RECORDS SHOWN:
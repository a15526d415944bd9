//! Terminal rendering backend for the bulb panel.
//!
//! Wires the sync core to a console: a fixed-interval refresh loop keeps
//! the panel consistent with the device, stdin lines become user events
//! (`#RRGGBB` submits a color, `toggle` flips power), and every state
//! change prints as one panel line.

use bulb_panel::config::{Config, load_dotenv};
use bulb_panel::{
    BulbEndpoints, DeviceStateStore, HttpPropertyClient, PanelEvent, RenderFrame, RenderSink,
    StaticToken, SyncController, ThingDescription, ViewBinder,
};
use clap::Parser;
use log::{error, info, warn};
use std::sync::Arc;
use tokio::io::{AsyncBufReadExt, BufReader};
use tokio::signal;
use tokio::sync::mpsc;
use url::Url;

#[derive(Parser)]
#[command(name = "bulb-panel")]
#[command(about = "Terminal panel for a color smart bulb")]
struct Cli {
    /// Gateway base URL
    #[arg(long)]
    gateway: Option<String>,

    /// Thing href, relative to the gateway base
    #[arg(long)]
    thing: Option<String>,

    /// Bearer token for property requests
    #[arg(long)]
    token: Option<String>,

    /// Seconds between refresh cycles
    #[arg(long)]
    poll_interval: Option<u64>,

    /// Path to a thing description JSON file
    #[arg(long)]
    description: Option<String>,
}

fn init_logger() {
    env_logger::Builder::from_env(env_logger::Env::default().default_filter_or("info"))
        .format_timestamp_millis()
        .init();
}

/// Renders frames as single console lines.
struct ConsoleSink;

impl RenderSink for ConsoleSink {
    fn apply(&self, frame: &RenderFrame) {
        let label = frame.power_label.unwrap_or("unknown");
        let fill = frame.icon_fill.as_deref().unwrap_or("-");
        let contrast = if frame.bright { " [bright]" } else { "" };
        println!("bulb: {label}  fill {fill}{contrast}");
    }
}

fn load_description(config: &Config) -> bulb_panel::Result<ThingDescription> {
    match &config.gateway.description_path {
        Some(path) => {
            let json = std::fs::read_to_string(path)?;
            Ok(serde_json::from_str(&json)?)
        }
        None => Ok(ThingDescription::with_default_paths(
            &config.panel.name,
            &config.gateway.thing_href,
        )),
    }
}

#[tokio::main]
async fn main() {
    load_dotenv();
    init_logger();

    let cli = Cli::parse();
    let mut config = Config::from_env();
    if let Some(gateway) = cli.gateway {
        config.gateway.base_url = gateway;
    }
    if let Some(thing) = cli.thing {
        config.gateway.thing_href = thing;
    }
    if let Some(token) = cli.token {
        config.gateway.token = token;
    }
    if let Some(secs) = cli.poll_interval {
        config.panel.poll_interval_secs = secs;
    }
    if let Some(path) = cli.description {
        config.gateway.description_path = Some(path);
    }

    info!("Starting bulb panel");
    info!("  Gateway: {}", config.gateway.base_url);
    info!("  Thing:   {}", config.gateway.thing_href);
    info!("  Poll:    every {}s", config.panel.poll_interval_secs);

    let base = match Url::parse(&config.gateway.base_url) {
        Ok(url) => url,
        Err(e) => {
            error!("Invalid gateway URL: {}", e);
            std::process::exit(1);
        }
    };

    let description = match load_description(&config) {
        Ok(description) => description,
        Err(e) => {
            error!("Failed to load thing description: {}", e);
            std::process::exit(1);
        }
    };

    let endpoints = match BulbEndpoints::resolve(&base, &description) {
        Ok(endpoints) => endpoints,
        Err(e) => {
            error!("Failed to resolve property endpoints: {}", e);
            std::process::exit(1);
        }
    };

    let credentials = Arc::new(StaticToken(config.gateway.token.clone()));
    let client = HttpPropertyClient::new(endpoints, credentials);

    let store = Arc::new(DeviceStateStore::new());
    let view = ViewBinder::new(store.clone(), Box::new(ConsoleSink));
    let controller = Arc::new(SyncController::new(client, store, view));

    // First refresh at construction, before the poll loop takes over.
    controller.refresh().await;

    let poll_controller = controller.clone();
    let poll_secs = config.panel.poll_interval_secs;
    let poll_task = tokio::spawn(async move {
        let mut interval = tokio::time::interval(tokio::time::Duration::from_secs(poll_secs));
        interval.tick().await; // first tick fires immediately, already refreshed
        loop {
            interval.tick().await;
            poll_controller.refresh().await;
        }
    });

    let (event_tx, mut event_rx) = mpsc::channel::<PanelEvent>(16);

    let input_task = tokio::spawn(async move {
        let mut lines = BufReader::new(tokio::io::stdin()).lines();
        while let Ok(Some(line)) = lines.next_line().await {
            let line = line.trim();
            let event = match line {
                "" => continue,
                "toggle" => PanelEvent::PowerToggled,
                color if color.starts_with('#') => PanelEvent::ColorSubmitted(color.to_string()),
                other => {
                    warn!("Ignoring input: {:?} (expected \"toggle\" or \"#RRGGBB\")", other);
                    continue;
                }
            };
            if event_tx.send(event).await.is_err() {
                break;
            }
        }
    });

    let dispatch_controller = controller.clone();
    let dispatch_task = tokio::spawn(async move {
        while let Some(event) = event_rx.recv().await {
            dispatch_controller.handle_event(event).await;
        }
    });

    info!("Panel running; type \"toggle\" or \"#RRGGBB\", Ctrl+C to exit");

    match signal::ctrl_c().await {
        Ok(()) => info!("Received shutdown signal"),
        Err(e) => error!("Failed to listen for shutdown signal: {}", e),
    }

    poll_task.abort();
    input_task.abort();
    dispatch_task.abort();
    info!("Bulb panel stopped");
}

WORK ORDER: Write out every line of the data that holds the word "move".

WRITTEN ANSWER:
    let poll_task = tokio::spawn(async move {
    let input_task = tokio::spawn(async move {
    let dispatch_task = tokio::spawn(async move {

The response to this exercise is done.